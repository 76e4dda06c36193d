//! Tools an agent may call during its loop, including the two delegation tools
//! that hand sub-work to a coworker agent.

use std::sync::Arc;

use async_trait::async_trait;
use serde::Deserialize;
use serde_json::{json, Value};
use tracing::info;

use crate::crew::agent::Agent;
use crate::crew::errors::ToolError;
use crate::crew::executor::execute_agent;
use crate::crew::prompts::{ASK_QUESTION_DESCRIPTION, CONTEXT_HEADER, DELEGATE_WORK_DESCRIPTION};
use crate::llm_client::ToolSpec;

/// A capability the model can invoke by name with a JSON input.
///
/// Implementations must be cheap to share: tools are held as `Arc<dyn Tool>`
/// by agents and tasks.
#[async_trait]
pub trait Tool: Send + Sync {
    fn name(&self) -> &str;

    fn description(&self) -> String;

    /// JSON schema of the input object.
    fn input_schema(&self) -> Value;

    async fn invoke(&self, input: &Value) -> Result<String, ToolError>;

    fn spec(&self) -> ToolSpec {
        ToolSpec {
            name: self.name().to_string(),
            description: self.description(),
            input_schema: self.input_schema(),
        }
    }
}

pub const DELEGATE_WORK_TOOL: &str = "delegate_work";
pub const ASK_QUESTION_TOOL: &str = "ask_question";

#[derive(Debug, Deserialize)]
struct DelegateWorkInput {
    task: String,
    #[serde(default)]
    context: String,
    coworker: String,
}

#[derive(Debug, Deserialize)]
struct AskQuestionInput {
    question: String,
    #[serde(default)]
    context: String,
    coworker: String,
}

/// Shared state of both delegation tools: the coworkers this agent may reach.
#[derive(Clone)]
struct Coworkers {
    delegator: String,
    agents: Vec<Arc<Agent>>,
}

impl Coworkers {
    fn roles(&self) -> String {
        self.agents
            .iter()
            .map(|a| a.role.as_str())
            .collect::<Vec<_>>()
            .join(", ")
    }

    fn find(&self, requested: &str) -> Result<&Arc<Agent>, ToolError> {
        self.agents
            .iter()
            .find(|a| a.answers_to(requested))
            .ok_or_else(|| ToolError::UnknownCoworker {
                requested: requested.to_string(),
                available: self.roles(),
            })
    }

    /// Runs the coworker's own loop on the sub-task and returns its answer.
    async fn run(&self, coworker: &str, work: &str, context: &str) -> Result<String, ToolError> {
        let agent = self.find(coworker)?;
        if work.trim().is_empty() {
            return Err(ToolError::InvalidInput(
                "the delegated task or question must not be empty".to_string(),
            ));
        }

        info!(
            delegator = %self.delegator,
            coworker = %agent.role,
            "Delegating work to coworker"
        );

        let prompt = if context.trim().is_empty() {
            work.to_string()
        } else {
            format!("{work}\n\n{CONTEXT_HEADER}\n{context}")
        };

        execute_agent(agent, &prompt, &agent.tools)
            .await
            .map_err(|e| ToolError::Delegation(Box::new(e)))
    }
}

fn coworker_schema(work_field: &str, work_description: &str) -> Value {
    json!({
        "type": "object",
        "properties": {
            work_field: {"type": "string", "description": work_description},
            "context": {"type": "string", "description": "Everything the coworker needs to know to do it"},
            "coworker": {"type": "string", "description": "Role of the coworker"}
        },
        "required": [work_field, "context", "coworker"]
    })
}

fn parse_input<T: for<'de> Deserialize<'de>>(input: &Value) -> Result<T, ToolError> {
    serde_json::from_value(input.clone()).map_err(|e| ToolError::InvalidInput(e.to_string()))
}

/// Hands a task to a coworker and returns the coworker's final answer.
pub struct DelegateWorkTool(Coworkers);

/// Asks a coworker a question and returns the answer.
pub struct AskQuestionTool(Coworkers);

/// Builds both delegation tools for `delegator`, reaching `coworkers`.
/// Returns no tools when there is nobody to delegate to.
pub fn delegation_tools(delegator: &Agent, coworkers: Vec<Arc<Agent>>) -> Vec<Arc<dyn Tool>> {
    if !delegator.allow_delegation || coworkers.is_empty() {
        return Vec::new();
    }
    let shared = Coworkers {
        delegator: delegator.role.clone(),
        agents: coworkers,
    };
    vec![
        Arc::new(DelegateWorkTool(shared.clone())),
        Arc::new(AskQuestionTool(shared)),
    ]
}

#[async_trait]
impl Tool for DelegateWorkTool {
    fn name(&self) -> &str {
        DELEGATE_WORK_TOOL
    }

    fn description(&self) -> String {
        format!("{DELEGATE_WORK_DESCRIPTION} {}", self.0.roles())
    }

    fn input_schema(&self) -> Value {
        coworker_schema("task", "The task to delegate")
    }

    async fn invoke(&self, input: &Value) -> Result<String, ToolError> {
        let args: DelegateWorkInput = parse_input(input)?;
        self.0.run(&args.coworker, &args.task, &args.context).await
    }
}

#[async_trait]
impl Tool for AskQuestionTool {
    fn name(&self) -> &str {
        ASK_QUESTION_TOOL
    }

    fn description(&self) -> String {
        format!("{ASK_QUESTION_DESCRIPTION} {}", self.0.roles())
    }

    fn input_schema(&self) -> Value {
        coworker_schema("question", "The question to ask")
    }

    async fn invoke(&self, input: &Value) -> Result<String, ToolError> {
        let args: AskQuestionInput = parse_input(input)?;
        self.0.run(&args.coworker, &args.question, &args.context).await
    }
}
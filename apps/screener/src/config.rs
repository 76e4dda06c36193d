use std::path::PathBuf;

use anyhow::{Context, Result};

use crate::screening::language::TargetLanguage;

/// Application configuration loaded from environment variables.
/// Fails at startup if the API key is missing or a value does not parse.
#[derive(Debug, Clone)]
pub struct Config {
    pub anthropic_api_key: String,
    pub llm_model: String,
    pub llm_temperature: f32,
    pub target_language: TargetLanguage,
    /// Staging folder for uploaded resumes. Purged at startup; each request removes
    /// its own staged file once the run finishes.
    pub docs_folder: PathBuf,
    pub max_requirements_chars: usize,
    pub max_upload_bytes: usize,
    /// Passages returned per resume search.
    pub search_top_k: usize,
    pub port: u16,
    pub rust_log: String,
}

impl Config {
    pub fn from_env() -> Result<Self> {
        dotenvy::dotenv().ok(); // load .env if present; ignore if missing

        Ok(Config {
            anthropic_api_key: require_env("ANTHROPIC_API_KEY")?,
            llm_model: optional_env("LLM_MODEL_NAME", "claude-sonnet-4-5"),
            llm_temperature: parse_env("LLM_TEMPERATURE", 0.7)?,
            target_language: parse_env("TARGET_LANGUAGE", TargetLanguage::default())?,
            docs_folder: PathBuf::from(optional_env("DOCS_FOLDER", "docs")),
            max_requirements_chars: parse_env("MAX_REQUIREMENTS_CHARS", 10_000)?,
            max_upload_bytes: parse_env("MAX_UPLOAD_BYTES", 10 * 1024 * 1024)?,
            search_top_k: parse_env("SEARCH_TOP_K", 5)?,
            port: parse_env("PORT", 8080)?,
            rust_log: optional_env("RUST_LOG", "info"),
        })
    }

    #[cfg(test)]
    pub fn test_defaults() -> Self {
        Config {
            anthropic_api_key: "sk-test".to_string(),
            llm_model: "claude-sonnet-4-5".to_string(),
            llm_temperature: 0.7,
            target_language: TargetLanguage::Spanish,
            docs_folder: PathBuf::from("docs"),
            max_requirements_chars: 10_000,
            max_upload_bytes: 10 * 1024 * 1024,
            search_top_k: 5,
            port: 8080,
            rust_log: "info".to_string(),
        }
    }
}

fn require_env(key: &str) -> Result<String> {
    std::env::var(key).with_context(|| format!("Required environment variable '{key}' is not set"))
}

fn optional_env(key: &str, default: &str) -> String {
    std::env::var(key).unwrap_or_else(|_| default.to_string())
}

fn parse_env<T>(key: &str, default: T) -> Result<T>
where
    T: std::str::FromStr,
    T::Err: std::fmt::Display,
{
    match std::env::var(key) {
        Ok(raw) => raw
            .trim()
            .parse::<T>()
            .map_err(|e| anyhow::anyhow!("{e}"))
            .with_context(|| format!("Environment variable '{key}' has an invalid value '{raw}'")),
        Err(_) => Ok(default),
    }
}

◆ ◆ ◆ ◆ ◆

**EXERCISE GOAL:** Using the material above, state how many lines carry the word "usize", giving the number alone.

**RESPONSE:** 3